500 Internal Server Error If an unexpected error occured and server cannot respond.
503 Service Unavailable If an API is not available (e.g. due to planned maintenance)

18. Signing and Encryption

Dit onderdeel is niet normatief.


This extension is in development and may be modified at any time.

Signing and encryption are mechanisms that can provide additional security on top of the transport layer security that is provided by HTTP TLS in combination with some form of authentication and authorization.

In this API strategy we concern ourselves with RESTful APIs. In RESTful APIs you request the current value of a resource. This is different from SOAP based protocols where content is transported using messages. Using SOAP part of or all of the content is signed and/or encrypted by the sender of the message. This has utitlity as there are no pre conceptions about resources and their behaviour. When using REST you have to ask yourself what is being signed or encrypted. The value of a resource at a certain date and time. Does this have utility above and beyond the transport layer security thats already there? [Opmerking: Je voert via een RESTful API een operatie uit op een resource, Het kan bv ook gaan om een update/delete/insert op een resource waarbij controle op integriteit van zowel operatie als resource URL wenselijk/zinvol is vanuit security perspectief] Because in RESTful API's you operate on a resource with read, insert, update, delete commands it can be necessary to especially protect against manipulation by signing the http header containing the operation (eg. command GET/POST/PATCH/DELETE) and the resource-URI along with additional header and payload data.

Be aware that signing and encryption are "expensive". There is a performance hit (especially for encryption), but most of all in the real world implementation of an API using these security methods will be more expensive. Knowledge among programmers is usually not complete, leading to extra time learning new skills. The added complexity leads to all manner of extra possibilities to create incorrect code, meaning testing will take longer.

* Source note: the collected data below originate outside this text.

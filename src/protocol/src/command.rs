//! Commands posted from the control side to a running instrument.
//!
//! The JSON shape is the one the browser front end posts, discriminated by a
//! `type` field:
//!
//! ```json
//! {"type": "force-injection", "location": [0.0, 0.33], "force": [1.0, 0.0]}
//! {"type": "adjust-parameter", "name": "tension", "value": 2.0}
//! {"type": "model-type", "value": "plate"}
//! {"type": "close"}
//! ```

use std::fmt;
use std::str::FromStr;

use serde::{Deserialize, Serialize};

#[derive(Clone, Debug, PartialEq, Serialize, Deserialize)]
#[serde(tag = "type", rename_all = "kebab-case")]
pub enum Command {
	ForceInjection { location: [f32; 2], force: [f32; 2] },
	AdjustParameter { name: Parameter, value: f32 },
	ModelType { value: ModelType },
	Close,
}

impl Command {
	pub fn from_json(text: &str) -> serde_json::Result<Self> {
		serde_json::from_str(text)
	}

	pub fn to_json(&self) -> serde_json::Result<String> {
		serde_json::to_string(self)
	}
}

#[derive(Clone, Copy, Debug, PartialEq, Eq, Hash, Serialize, Deserialize)]
#[serde(rename_all = "lowercase")]
pub enum Parameter {
	Mass,
	Tension,
	Damping,
}

impl fmt::Display for Parameter {
	fn fmt(&self, f: &mut fmt::Formatter<'_>) -> fmt::Result {
		let name = match self {
			Parameter::Mass => "mass",
			Parameter::Tension => "tension",
			Parameter::Damping => "damping",
		};
		f.write_str(name)
	}
}

#[derive(Clone, Copy, Debug, Default, PartialEq, Eq, Hash, Serialize, Deserialize)]
#[serde(rename_all = "kebab-case")]
pub enum ModelType {
	#[default]
	String,
	Plate,
	Random,
	MultiString,
}

impl ModelType {
	pub fn name(&self) -> &'static str {
		match self {
			ModelType::String => "string",
			ModelType::Plate => "plate",
			ModelType::Random => "random",
			ModelType::MultiString => "multi-string",
		}
	}
}

impl fmt::Display for ModelType {
	fn fmt(&self, f: &mut fmt::Formatter<'_>) -> fmt::Result {
		f.write_str(self.name())
	}
}

#[derive(Clone, Debug, PartialEq, Eq)]
pub struct UnknownModelType(pub String);

impl fmt::Display for UnknownModelType {
	fn fmt(&self, f: &mut fmt::Formatter<'_>) -> fmt::Result {
		write!(f, "unknown model type {:?}", self.0)
	}
}

impl std::error::Error for UnknownModelType {}

impl FromStr for ModelType {
	type Err = UnknownModelType;

	fn from_str(s: &str) -> Result<Self, Self::Err> {
		match s {
			"string" => Ok(ModelType::String),
			"plate" => Ok(ModelType::Plate),
			"random" => Ok(ModelType::Random),
			"multi-string" => Ok(ModelType::MultiString),
			other => Err(UnknownModelType(other.to_string())),
		}
	}
}

#[cfg(test)]
mod test {
	use super::*;

	#[test]
	fn test_parse_commands() {
		let cmd = Command::from_json(
			r#"{"type":"force-injection","location":[0,0.33],"force":[1,0]}"#,
		)
		.unwrap();
		assert_eq!(
			cmd,
			Command::ForceInjection {
				location: [0.0, 0.33],
				force: [1.0, 0.0],
			}
		);
		let cmd = Command::from_json(
			r#"{"value":2.0,"name":"tension","type":"adjust-parameter"}"#,
		)
		.unwrap();
		assert_eq!(
			cmd,
			Command::AdjustParameter {
				name: Parameter::Tension,
				value: 2.0,
			}
		);
		let cmd =
			Command::from_json(r#"{"type":"model-type","value":"multi-string"}"#)
				.unwrap();
		assert_eq!(
			cmd,
			Command::ModelType {
				value: ModelType::MultiString
			}
		);
		assert_eq!(Command::from_json(r#"{"type":"close"}"#).unwrap(), Command::Close);
	}

	#[test]
	fn test_reject_unknown_names() {
		assert!(Command::from_json(r#"{"type":"model-type","value":"drum"}"#).is_err());
		assert!(Command::from_json(
			r#"{"type":"adjust-parameter","name":"stiffness","value":1.0}"#
		)
		.is_err());
		assert!(Command::from_json(r#"{"type":"explode"}"#).is_err());
		assert!(Command::from_json(r#"{"type":"force-injection","location":[0]}"#).is_err());
	}

	#[test]
	fn test_model_type_names() {
		for ty in [
			ModelType::String,
			ModelType::Plate,
			ModelType::Random,
			ModelType::MultiString,
		] {
			assert_eq!(ty.name().parse::<ModelType>().unwrap(), ty);
			let json = Command::ModelType { value: ty }.to_json().unwrap();
			assert!(json.contains(&format!("\"{}\"", ty)));
		}
		assert_eq!(
			"violin".parse::<ModelType>(),
			Err(UnknownModelType("violin".to_string()))
		);
	}
}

Have a long hard look at alternatives to the technical solution of signing and encryption before commiting to using them.

18.1 Signing

Signing can be used to achieve:

18.1.1 Detached, Enveloping and Enveloped signatures

Generally speaking there are three distinct types of signature: Detached, Enveloping and Enveloped. A signature can be detached, that is the signature is separate from the content it is signing. Signatures can be enveloping, that is the content being signed is contained within the signature itself. The last option is an enveloped signature, that is the signature structure/element is contained wihin the content that is signed.

18.1.2 Canonicalization

Canonicalization(C14n) ensures that syntactically irrelavant information such as trailing whitespaces, different line terminators or tabs do not invalidate a signature. This is especially important with detached signatures where a different rendering of (semantically) the same content can invalidate a signature. A C14n algorithm ensures semantically identical content receives the same signature.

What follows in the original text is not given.